This is an R package whose primary purpose is to facilitate fitting a structural equation model (SEM) to round-robin data. Installation via the remotes
package requires a C++ compiler, which can be enabled for
- Windows OS by installing Rtools
- Mac OS by installing Xcode / Command Line Tools (open Applications/Utilities/Terminal and run
xcode-select -—install
)
After restarting your computer, open R, install the remotes
package (if necessary), and use it to install lavaan.srm
:
# install.packages("remotes")
remotes::install_github("TDJorgensen/lavaan.srm")
It will take a few minutes to compile the C++ files generated by Stan.

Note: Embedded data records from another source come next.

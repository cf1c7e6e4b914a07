//! Proptest generators for property-based testing.

use proptest::prelude::*;

use factom_client_core::{Address, AddressType, Chain, ChainId, Entry, EntryHash, MAX_ENTRY_PAYLOAD};

/// Generate a random ChainId.
pub fn chain_id() -> impl Strategy<Value = ChainId> {
    any::<[u8; 32]>().prop_map(ChainId::from_bytes)
}

/// Generate a random EntryHash.
pub fn entry_hash() -> impl Strategy<Value = EntryHash> {
    any::<[u8; 32]>().prop_map(EntryHash::from_bytes)
}

/// Generate an address type.
pub fn address_type() -> impl Strategy<Value = AddressType> {
    prop_oneof![
        Just(AddressType::FactoidPublic),
        Just(AddressType::FactoidSecret),
        Just(AddressType::EntryCreditPublic),
        Just(AddressType::EntryCreditSecret),
        Just(AddressType::IdentityPublic),
        Just(AddressType::IdentitySecret),
    ]
}

/// Generate an address of any type from a random 32-byte payload.
pub fn address() -> impl Strategy<Value = Address> {
    (any::<[u8; 32]>(), address_type()).prop_map(|(payload, ty)| Address::from_payload(payload, ty))
}

/// Generate an address of the given type.
pub fn address_of(address_type: AddressType) -> impl Strategy<Value = Address> {
    any::<[u8; 32]>().prop_map(move |payload| Address::from_payload(payload, address_type))
}

/// Generate bytes of specified max length.
pub fn payload(max_len: usize) -> impl Strategy<Value = Vec<u8>> {
    prop::collection::vec(any::<u8>(), 0..=max_len)
}

/// Generate a list of external ids.
pub fn ext_ids(max_count: usize, max_len: usize) -> impl Strategy<Value = Vec<Vec<u8>>> {
    prop::collection::vec(payload(max_len), 0..=max_count)
}

/// Parameters for generating an entry that fits the payload limit.
#[derive(Debug, Clone)]
pub struct EntryParams {
    pub chain_id: ChainId,
    pub ext_ids: Vec<Vec<u8>>,
    pub content: Vec<u8>,
}

impl EntryParams {
    pub fn entry(&self) -> Entry {
        Entry::new(self.chain_id, self.ext_ids.clone(), self.content.clone())
    }

    /// Bytes counted against [`MAX_ENTRY_PAYLOAD`].
    pub fn payload_len(&self) -> usize {
        self.ext_ids.iter().map(|e| 2 + e.len()).sum::<usize>() + self.content.len()
    }
}

impl Arbitrary for EntryParams {
    type Parameters = ();
    type Strategy = BoxedStrategy<Self>;

    fn arbitrary_with(_: Self::Parameters) -> Self::Strategy {
        (chain_id(), ext_ids(8, 64), payload(4096))
            .prop_map(|(chain_id, ext_ids, content)| EntryParams {
                chain_id,
                ext_ids,
                content,
            })
            .prop_filter("fits the payload limit", |p| p.payload_len() <= MAX_ENTRY_PAYLOAD)
            .boxed()
    }
}

/// Generate a valid chain: at least one external id, within the payload limit.
pub fn chain() -> impl Strategy<Value = Chain> {
    (
        prop::collection::vec(payload(64), 1..=8),
        payload(4096),
    )
        .prop_filter_map("valid chain", |(ext_ids, content)| {
            Chain::new(ext_ids, content).ok()
        })
}
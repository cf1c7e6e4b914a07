//! Error types for the submit module.

use thiserror::Error;

use factom_client_core::{CoreError, ValidationError};

use crate::state::SubmissionPhase;

/// JSON-RPC error code a node returns for a commit it has already seen.
pub const REPEATED_COMMIT_CODE: i64 = -32011;

/// JSON-RPC error code for rejected parameters.
pub const INVALID_PARAMS_CODE: i64 = -32602;

/// Errors reported by a node or compose backend.
#[derive(Debug, Clone, PartialEq, Eq, Error)]
pub enum BackendError {
    /// The backend answered with an RPC error object.
    #[error("rpc error {code}: {message}")]
    Rpc { code: i64, message: String },

    /// The backend could not be reached or answered garbage.
    #[error("transport error: {0}")]
    Transport(String),

    /// The requested object does not exist.
    #[error("not found: {0}")]
    NotFound(String),
}

impl BackendError {
    pub fn rpc(code: i64, message: impl Into<String>) -> Self {
        Self::Rpc {
            code,
            message: message.into(),
        }
    }

    /// Whether this is a node rejecting a commit it already holds.
    ///
    /// Nodes have used both the error code and the message text for this.
    pub fn is_repeated_commit(&self) -> bool {
        match self {
            Self::Rpc { code, message } => {
                *code == REPEATED_COMMIT_CODE
                    || message.to_ascii_lowercase().contains("repeated commit")
            }
            _ => false,
        }
    }
}

/// Result type for backend calls.
pub type BackendResult<T> = std::result::Result<T, BackendError>;

/// Errors that end a submission.
#[derive(Debug, Clone, PartialEq, Eq, Error)]
pub enum SubmitError {
    /// The chain or entry is malformed.
    #[error("validation error: {0}")]
    Validation(#[from] ValidationError),

    /// The payer address has the wrong shape.
    #[error("address error: {0}")]
    Address(#[from] CoreError),

    /// The compose backend rejected the submission.
    #[error("compose failed: {0}")]
    Compose(#[source] BackendError),

    /// The node rejected or failed the commit.
    #[error("commit failed: {0}")]
    Commit(#[source] BackendError),

    /// The node rejected or failed the reveal.
    #[error("reveal failed: {0}")]
    Reveal(#[source] BackendError),

    /// The submission was cancelled before this phase started.
    #[error("submission cancelled before {0}")]
    Cancelled(SubmissionPhase),

    /// The worker pool has shut down.
    #[error("worker pool closed")]
    PoolClosed,

    /// The submission task panicked or was aborted.
    #[error("submission task failed: {0}")]
    TaskFailed(String),
}

/// Result type for submit operations.
pub type Result<T> = std::result::Result<T, SubmitError>;
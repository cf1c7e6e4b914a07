//! Encoding primitives: hex, UTF-8, Base58, Base64 and the SHA-2 digests the
//! protocol is built on.
//!
//! Everything here is a pure function.

use base64::engine::general_purpose::STANDARD as BASE64;
use base64::Engine as _;
use sha2::{Digest, Sha256, Sha512};

use crate::error::CoreError;

/// SHA-256 of `data`.
pub fn sha256(data: &[u8]) -> [u8; 32] {
    Sha256::digest(data).into()
}

/// SHA-256 applied twice, as used by address checksums and RCD hashes.
pub fn sha256d(data: &[u8]) -> [u8; 32] {
    sha256(&sha256(data))
}

/// SHA-512 of `data`.
pub fn sha512(data: &[u8]) -> [u8; 64] {
    let mut out = [0u8; 64];
    out.copy_from_slice(&Sha512::digest(data));
    out
}

/// Lowercase hex encoding.
pub fn to_hex(data: &[u8]) -> String {
    hex::encode(data)
}

/// Decode a hex string, accepting either case.
pub fn from_hex(s: &str) -> Result<Vec<u8>, CoreError> {
    hex::decode(s).map_err(|e| CoreError::DecodingError(format!("hex: {e}")))
}

/// Decode a hex string that must hold exactly `N` bytes.
pub fn from_hex_array<const N: usize>(s: &str) -> Result<[u8; N], CoreError> {
    let bytes = from_hex(s)?;
    <[u8; N]>::try_from(bytes.as_slice()).map_err(|_| {
        CoreError::DecodingError(format!("expected {N} bytes, got {}", bytes.len()))
    })
}

/// Bitcoin-alphabet Base58 encoding.
pub fn to_base58(data: &[u8]) -> String {
    bs58::encode(data).into_string()
}

/// Bitcoin-alphabet Base58 decoding.
pub fn from_base58(s: &str) -> Result<Vec<u8>, CoreError> {
    bs58::decode(s)
        .into_vec()
        .map_err(|e| CoreError::DecodingError(format!("base58: {e}")))
}

/// Standard padded Base64 encoding.
pub fn to_base64(data: &[u8]) -> String {
    BASE64.encode(data)
}

/// Standard padded Base64 decoding.
pub fn from_base64(s: &str) -> Result<Vec<u8>, CoreError> {
    BASE64
        .decode(s)
        .map_err(|e| CoreError::DecodingError(format!("base64: {e}")))
}

/// Interpret bytes as UTF-8 text.
pub fn from_utf8(data: &[u8]) -> Result<String, CoreError> {
    String::from_utf8(data.to_vec()).map_err(|e| CoreError::DecodingError(format!("utf-8: {e}")))
}

#[cfg(test)]
mod tests {
    use super::*;

    #[test]
    fn test_sha256_known_value() {
        assert_eq!(
            to_hex(&sha256(b"abc")),
            "ba7816bf8f01cfea414140de5dae2223b00361a396177a9cb410ff61f20015ad"
        );
    }

    #[test]
    fn test_sha256d_is_double_hash() {
        assert_eq!(sha256d(b"factom"), sha256(&sha256(b"factom")));
    }

    #[test]
    fn test_sha512_known_prefix() {
        assert!(to_hex(&sha512(b"abc")).starts_with("ddaf35a193617aba"));
    }

    #[test]
    fn test_base58_leading_zeros() {
        let data = [0u8, 0, 1, 2, 3];
        let encoded = to_base58(&data);
        assert!(encoded.starts_with("11"));
        assert_eq!(from_base58(&encoded).unwrap(), data);
    }

    #[test]
    fn test_base58_rejects_invalid_alphabet() {
        assert!(from_base58("0OIl").is_err());
    }

    #[test]
    fn test_base64_and_hex() {
        assert_eq!(to_base64(b"hello"), "aGVsbG8=");
        assert_eq!(from_base64("aGVsbG8=").unwrap(), b"hello");
        assert_eq!(from_hex("DEADbeef").unwrap(), vec![0xde, 0xad, 0xbe, 0xef]);
        assert!(from_hex_array::<4>("deadbe").is_err());
    }

    #[test]
    fn test_utf8() {
        assert_eq!(from_utf8(b"ok").unwrap(), "ok");
        assert!(from_utf8(&[0xff, 0xfe]).is_err());
    }
}
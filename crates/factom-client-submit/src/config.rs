//! Submission configuration.

use std::time::Duration;

use serde::{Deserialize, Serialize};

use crate::poll::PollConfig;

/// Default number of submissions that may run at once.
pub const DEFAULT_MAX_CONCURRENT: usize = 16;

mod millis {
    use std::time::Duration;

    use serde::{Deserialize, Deserializer, Serializer};

    pub fn serialize<S: Serializer>(value: &Duration, serializer: S) -> Result<S::Ok, S::Error> {
        serializer.serialize_u64(value.as_millis() as u64)
    }

    pub fn deserialize<'de, D: Deserializer<'de>>(deserializer: D) -> Result<Duration, D::Error> {
        Ok(Duration::from_millis(u64::deserialize(deserializer)?))
    }
}

/// Timing and concurrency knobs of the submission protocol.
///
/// Serializes with millisecond fields; missing fields take their defaults:
///
/// ```json
/// {"reveal_wait_ms": 2000, "ack_interval_ms": 1000, "ack_timeout_ms": 10000,
///  "confirm_interval_ms": 60000, "confirm_timeout_ms": 900000, "max_concurrent": 16}
/// ```
#[derive(Debug, Clone, PartialEq, Eq, Serialize, Deserialize)]
#[serde(default)]
pub struct SubmitConfig {
    /// Settle delay between commit and reveal.
    #[serde(rename = "reveal_wait_ms", with = "millis")]
    pub reveal_wait: Duration,
    #[serde(rename = "ack_interval_ms", with = "millis")]
    pub ack_interval: Duration,
    #[serde(rename = "ack_timeout_ms", with = "millis")]
    pub ack_timeout: Duration,
    #[serde(rename = "confirm_interval_ms", with = "millis")]
    pub confirm_interval: Duration,
    #[serde(rename = "confirm_timeout_ms", with = "millis")]
    pub confirm_timeout: Duration,
    /// Worker pool size.
    pub max_concurrent: usize,
}

impl Default for SubmitConfig {
    fn default() -> Self {
        let ack = PollConfig::acknowledge();
        let confirm = PollConfig::confirm();
        Self {
            reveal_wait: Duration::from_millis(2000),
            ack_interval: ack.interval,
            ack_timeout: ack.timeout,
            confirm_interval: confirm.interval,
            confirm_timeout: confirm.timeout,
            max_concurrent: DEFAULT_MAX_CONCURRENT,
        }
    }
}

impl SubmitConfig {
    pub fn with_reveal_wait(mut self, wait: Duration) -> Self {
        self.reveal_wait = wait;
        self
    }

    pub fn with_ack_polling(mut self, interval: Duration, timeout: Duration) -> Self {
        self.ack_interval = interval;
        self.ack_timeout = timeout;
        self
    }

    pub fn with_confirm_polling(mut self, interval: Duration, timeout: Duration) -> Self {
        self.confirm_interval = interval;
        self.confirm_timeout = timeout;
        self
    }

    pub fn with_max_concurrent(mut self, max_concurrent: usize) -> Self {
        self.max_concurrent = max_concurrent;
        self
    }

    pub fn ack_poll(&self) -> PollConfig {
        PollConfig::new(self.ack_interval, self.ack_timeout)
    }

    pub fn confirm_poll(&self) -> PollConfig {
        PollConfig::new(self.confirm_interval, self.confirm_timeout)
    }
}

#[cfg(test)]
mod tests {
    use super::*;

    #[test]
    fn test_defaults() {
        let config = SubmitConfig::default();
        assert_eq!(config.reveal_wait, Duration::from_secs(2));
        assert_eq!(config.ack_poll(), PollConfig::acknowledge());
        assert_eq!(config.confirm_poll().timeout, Duration::from_secs(900));
        assert_eq!(config.max_concurrent, 16);
    }

    #[test]
    fn test_partial_json_keeps_defaults() {
        let config: SubmitConfig =
            serde_json::from_str(r#"{"ack_timeout_ms": 30000, "max_concurrent": 4}"#).unwrap();
        assert_eq!(config.ack_timeout, Duration::from_secs(30));
        assert_eq!(config.ack_interval, Duration::from_secs(1));
        assert_eq!(config.max_concurrent, 4);
        assert_eq!(config.reveal_wait, Duration::from_secs(2));
    }

    #[test]
    fn test_serializes_millis() {
        let config = SubmitConfig::default().with_reveal_wait(Duration::from_millis(250));
        let json = serde_json::to_value(&config).unwrap();
        assert_eq!(json["reveal_wait_ms"], 250);
        assert_eq!(json["confirm_interval_ms"], 60_000);
    }
}
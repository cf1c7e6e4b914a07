//! Error types for the identity module.

use thiserror::Error;

/// Errors that abort an identity resolution.
#[derive(Debug, Clone, PartialEq, Eq, Error)]
pub enum IdentityError {
    /// The chain's first entry is not an identity creation entry.
    #[error("malformed identity chain: {0}")]
    MalformedIdentityChain(String),

    /// The identifier is neither a DID nor a chain id.
    #[error("invalid identifier: {0}")]
    InvalidIdentifier(String),

    /// A key handed to an entry builder has the wrong shape.
    #[error("invalid identity key: {0}")]
    InvalidKey(String),

    /// Entry construction failed.
    #[error("entry error: {0}")]
    Entry(#[from] factom_client_core::ValidationError),

    /// Core codec error.
    #[error("core error: {0}")]
    Core(#[from] factom_client_core::CoreError),
}

/// Why a single key replacement entry was skipped during reduction.
///
/// None of these abort the reduction.
#[derive(Debug, Clone, PartialEq, Eq, Error)]
pub enum EntryRejection {
    #[error("malformed key replacement: {0}")]
    Malformed(String),

    #[error("invalid identity key {0}")]
    InvalidKey(String),

    #[error("signature verification failed")]
    SignatureVerificationFailure,

    #[error("old key is not an active key")]
    OldKeyNotActive,

    #[error("new key is already active")]
    NewKeyAlreadyActive,

    #[error("old and new key are identical")]
    SameKey,

    #[error("signer key is not an active key")]
    SignerNotActive,

    #[error("signer key cannot replace itself")]
    SignerIsOldKey,

    #[error("signer at index {signer_index} cannot replace key at index {old_index}")]
    InvalidKeyOrdering { signer_index: usize, old_index: usize },
}

/// Result type for identity operations.
pub type Result<T> = std::result::Result<T, IdentityError>;
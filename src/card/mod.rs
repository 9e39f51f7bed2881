//! Emulated-card fixtures
//!
//! The fixed ATR the card presents on reset and the operator credential
//! (certificate plus RSA private key) it exposes.

pub mod atr;
pub mod credential;

pub use atr::PIV_ATR;
pub use credential::{Credential, CredentialError};
//! pivert command line entry point
//!
//! Two modes:
//! - `pivert install` registers the virtual reader (root required)
//! - `pivert <pfx_path> <pfx_password>` loads the credential and serves
//!   the emulated card until interrupted

use std::env;
use std::path::Path;
use std::process;

use log::error;

use pivert::card::Credential;
use pivert::crypto::CryptoConfig;
use pivert::install;
use pivert::piv::PIVCard;
use pivert::reader::{self, VirtualReader};

fn main() {
    env_logger::init();

    let args: Vec<String> = env::args().collect();
    match args.as_slice() {
        [_, mode] if mode == "install" => {
            if let Err(e) = install::run() {
                eprintln!("install failed: {}", e);
                process::exit(1);
            }
        }
        [_, pfx_path, pfx_password] => {
            let credential = match Credential::from_pkcs12(Path::new(pfx_path), pfx_password) {
                Ok(credential) => credential,
                Err(e) => {
                    eprintln!("failed to load {}: {}", pfx_path, e);
                    process::exit(1);
                }
            };

            let card = PIVCard::new(credential, CryptoConfig::default());
            let virtual_reader = VirtualReader::new(card);
            if let Err(e) = reader::serve_tcp(
                virtual_reader,
                reader::DEFAULT_DATA_ADDR,
                reader::DEFAULT_EVENT_ADDR,
            ) {
                error!("virtual reader failed: {}", e);
                eprintln!("virtual reader failed: {}", e);
                process::exit(1);
            }
        }
        _ => {
            eprintln!("usage: pivert install");
            eprintln!("       pivert <pfx_path> <pfx_password>");
            process::exit(1);
        }
    }
}
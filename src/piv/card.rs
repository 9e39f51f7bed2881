//! PIV card handler
//!
//! The APDU dispatcher for the emulated card. Holds the operator
//! credential, the CHUID and CCC, and the per-session chaining buffers,
//! and reduces every failure to a status word: nothing in here ever
//! propagates an error to the transport.

use log::{debug, info, warn};

use crate::apdu::{ins, parse_apdu, Response, APDU, SW};
use crate::card::atr::PIV_ATR;
use crate::card::Credential;
use crate::crypto::{CryptoConfig, RsaRawSign};
use crate::piv::data_objects::{PIVDataObject, CCC, CHUID};
use crate::piv::tags;
use crate::tlv::{hexify, StringEncoding, TLVError, TLVReader, TLVWriter};

/// PIV Application Identifier (NIST SP 800-73-4 part 1, section 2.2)
pub const PIV_AID: &[u8] = &[0xA0, 0x00, 0x00, 0x03, 0x08, 0x00, 0x00, 0x10, 0x00];

/// PIV AID with the version suffix, as reported by the discovery object
pub const PIV_AID_WITH_VERSION: &[u8] = &[
    0xA0, 0x00, 0x00, 0x03, 0x08, 0x00, 0x00, 0x10, 0x00, 0x01, 0x00,
];

/// Application portion + version portion of the PIV AID
const APP_VERSION_ID: &[u8] = &[0x00, 0x00, 0x10, 0x00, 0x01, 0x00];

/// Label reported in the application property template
const APPLET_LABEL: &str = "PIVert PIV Applet";

/// Largest response body returned in one APDU before chaining kicks in
const RESPONSE_CHUNK: usize = 255;

/// Algorithm identifiers advertised on SELECT, matching what logon hosts
/// probe for
const ALGORITHM_IDENTIFIERS: [u8; 8] = [0x03, 0x08, 0x0A, 0x0C, 0x06, 0x07, 0x11, 0x14];

/// Data object identifiers the card serves
mod object_id {
    pub const DISCOVERY: u32 = 0x7E;
    pub const CHUID: u32 = 0x005F_C102;
    pub const CCC: u32 = 0x005F_C107;
    pub const CERT_PIV_AUTH: u32 = 0x005F_C105;
    pub const CERT_CARD_AUTH: u32 = 0x005F_C101;
    pub const CERT_SIGNATURE: u32 = 0x005F_C10A;
}

/// A response body being drained through GET RESPONSE
struct PendingResponse {
    body: Vec<u8>,
    offset: usize,
}

/// The emulated PIV card
///
/// One instance serves one reader session; the transport delivers APDUs
/// serially and every call runs to completion before the next starts.
pub struct PIVCard {
    credential: Credential,
    chuid: CHUID,
    ccc: CCC,
    signer: Box<dyn RsaRawSign>,
    pending_request: Option<Vec<u8>>,
    pending_response: Option<PendingResponse>,
}
//! Random number generation
//!
//! The card handler draws card identifiers (GUID, CardID) through this
//! trait so the entropy source is injected rather than process-global.

use rand::rngs::OsRng;
use rand::RngCore;

/// A source of cryptographically secure random bytes
pub trait SecureRng {
    /// Fill `dest` with random bytes
    fn fill_bytes(&mut self, dest: &mut [u8]);
}

/// OS entropy via `rand`'s `OsRng`
///
/// May block briefly while the OS gathers entropy, never for I/O.
#[derive(Debug, Clone, Copy, Default)]
pub struct OsSecureRng;

impl SecureRng for OsSecureRng {
    fn fill_bytes(&mut self, dest: &mut [u8]) {
        OsRng.fill_bytes(dest);
    }
}

#[cfg(test)]
mod tests {
    use super::*;

    #[test]
    fn test_fill_bytes() {
        let mut rng = OsSecureRng;
        let mut first = [0u8; 32];
        let mut second = [0u8; 32];
        rng.fill_bytes(&mut first);
        rng.fill_bytes(&mut second);
        assert_ne!(first, second);
    }
}
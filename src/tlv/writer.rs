//! Nested TLV writer
//!
//! Builds a TLV tree scope by scope and serializes it with DER lengths.
//! A nested scope can be opened explicitly (`open_nested`/`close_nested`)
//! or through the `nested` guard, which closes the scope on every exit
//! path. All buffered bytes are zeroed on `clear` and on drop, since the
//! writer regularly carries key-adjacent material.

use std::ops::{Deref, DerefMut};

use zeroize::Zeroize;

use super::{push_header, tag_width, Endianness, StringEncoding, TLVError, MAX_LENGTH};

/// An open nested scope awaiting its children
#[derive(Debug)]
struct Scope {
    tag: u32,
    buf: Vec<u8>,
}

/// Writer assembling a nested TLV tree in memory
///
/// Leaf writes go to the innermost open scope; closing a scope computes
/// its tag-length prefix and attaches it to the enclosing scope. The tree
/// can only be serialized once every opened scope has been closed.
#[derive(Debug, Default)]
pub struct TLVWriter {
    root: Vec<u8>,
    stack: Vec<Scope>,
}

impl TLVWriter {
    /// Create an empty writer
    pub fn new() -> Self {
        Self::default()
    }

    fn current_buf(&mut self) -> &mut Vec<u8> {
        match self.stack.last_mut() {
            Some(scope) => &mut scope.buf,
            None => &mut self.root,
        }
    }

    /// Append a leaf TLV under the currently open scope
    pub fn write_value(&mut self, tag: u32, value: &[u8]) -> Result<(), TLVError> {
        tag_width(tag)?;
        if value.len() > MAX_LENGTH {
            return Err(TLVError::UnsupportedLength);
        }
        let buf = self.current_buf();
        push_header(buf, tag, value.len())?;
        buf.extend_from_slice(value);
        Ok(())
    }

    /// Append a one-byte leaf
    pub fn write_byte(&mut self, tag: u32, value: u8) -> Result<(), TLVError> {
        self.write_value(tag, &[value])
    }

    /// Append a two-byte integer leaf
    pub fn write_int16(&mut self, tag: u32, value: i16, endian: Endianness) -> Result<(), TLVError> {
        let bytes = match endian {
            Endianness::Big => value.to_be_bytes(),
            Endianness::Little => value.to_le_bytes(),
        };
        self.write_value(tag, &bytes)
    }

    /// Append a four-byte integer leaf
    pub fn write_int32(&mut self, tag: u32, value: i32, endian: Endianness) -> Result<(), TLVError> {
        let bytes = match endian {
            Endianness::Big => value.to_be_bytes(),
            Endianness::Little => value.to_le_bytes(),
        };
        self.write_value(tag, &bytes)
    }

    /// Append a string leaf in the given encoding
    pub fn write_string(
        &mut self,
        tag: u32,
        text: &str,
        encoding: StringEncoding,
    ) -> Result<(), TLVError> {
        if encoding == StringEncoding::Ascii && !text.is_ascii() {
            return Err(TLVError::UnexpectedEncoding);
        }
        self.write_value(tag, text.as_bytes())
    }

    /// Append a pre-encoded TLV verbatim, bypassing tag and length
    /// re-encoding
    pub fn write_encoded(&mut self, raw_tlv: &[u8]) {
        self.current_buf().extend_from_slice(raw_tlv);
    }

    /// Open a nested scope with the given tag
    pub fn open_nested(&mut self, tag: u32) -> Result<(), TLVError> {
        tag_width(tag)?;
        self.stack.push(Scope {
            tag,
            buf: Vec::new(),
        });
        Ok(())
    }

    /// Close the innermost open scope and attach it to its parent
    pub fn close_nested(&mut self) -> Result<(), TLVError> {
        let mut scope = self.stack.pop().ok_or(TLVError::InvalidSchema)?;
        if scope.buf.len() > MAX_LENGTH {
            scope.buf.zeroize();
            return Err(TLVError::UnsupportedLength);
        }
        let result = {
            let buf = self.current_buf();
            push_header(buf, scope.tag, scope.buf.len()).map(|_| {
                buf.extend_from_slice(&scope.buf);
            })
        };
        scope.buf.zeroize();
        result
    }

    /// Open a nested scope and return a guard that closes it on drop
    ///
    /// The guard dereferences to the writer, so children can be written
    /// through it; call `close` to surface any close error.
    pub fn nested(&mut self, tag: u32) -> Result<TLVScope<'_>, TLVError> {
        self.open_nested(tag)?;
        Ok(TLVScope {
            writer: self,
            closed: false,
        })
    }

    /// Total serialized length; valid only once every scope is closed
    pub fn encoded_length(&self) -> Result<usize, TLVError> {
        if !self.stack.is_empty() {
            return Err(TLVError::InvalidSchema);
        }
        Ok(self.root.len())
    }

    /// Serialize the whole tree into a new buffer
    pub fn encode(&self) -> Result<Vec<u8>, TLVError> {
        if !self.stack.is_empty() {
            return Err(TLVError::InvalidSchema);
        }
        Ok(self.root.clone())
    }

    /// Serialize into a caller buffer; returns the number of bytes
    /// written, or `None` when the buffer is too small or a scope is
    /// still open
    pub fn try_encode(&self, dest: &mut [u8]) -> Option<usize> {
        if !self.stack.is_empty() || dest.len() < self.root.len() {
            return None;
        }
        dest[..self.root.len()].copy_from_slice(&self.root);
        Some(self.root.len())
    }

    /// Zero every buffered byte and reset the writer
    pub fn clear(&mut self) {
        self.root.zeroize();
        self.root.clear();
        for scope in &mut self.stack {
            scope.buf.zeroize();
        }
        self.stack.clear();
    }
}

impl Drop for TLVWriter {
    fn drop(&mut self) {
        self.clear();
    }
}

/// Guard for a nested scope; closes the scope when dropped
pub struct TLVScope<'w> {
    writer: &'w mut TLVWriter,
    closed: bool,
}

impl TLVScope<'_> {
    /// Close the scope now, surfacing any encoding error
    pub fn close(mut self) -> Result<(), TLVError> {
        self.closed = true;
        self.writer.close_nested()
    }
}

impl Deref for TLVScope<'_> {
    type Target = TLVWriter;

    fn deref(&self) -> &TLVWriter {
        self.writer
    }
}

impl DerefMut for TLVScope<'_> {
    fn deref_mut(&mut self) -> &mut TLVWriter {
        self.writer
    }
}

impl Drop for TLVScope<'_> {
    fn drop(&mut self) {
        if !self.closed {
            let _ = self.writer.close_nested();
        }
    }
}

Estimation is accomplished via a two-stage estimation algorithm:
- Fit a multivariate social-relations model (SRM) to round-robin data, in order to estimate covariance matrices for person-level effects (e.g., actor and partner variances, generalized reciprocity) and for dyad-level effects (e.g., relationship variance, dyadic reciprocity).
- Fit a SEM using the summary statistics from Stage 1 as data.
Stage 1 is accomplished with Markov chain Monte Carlo estimation via the R package rstan
(Carpenter et al., 2017; web site).
Stage 2 is accomplished with the R package lavaan
(Rosseel, 2012; web site). Uncertainty about Stage-1 estimates is accounted for in Stage 2 using methods developed by Li Cai and colleagues (2012, 2019) for multiple imputations of missing data.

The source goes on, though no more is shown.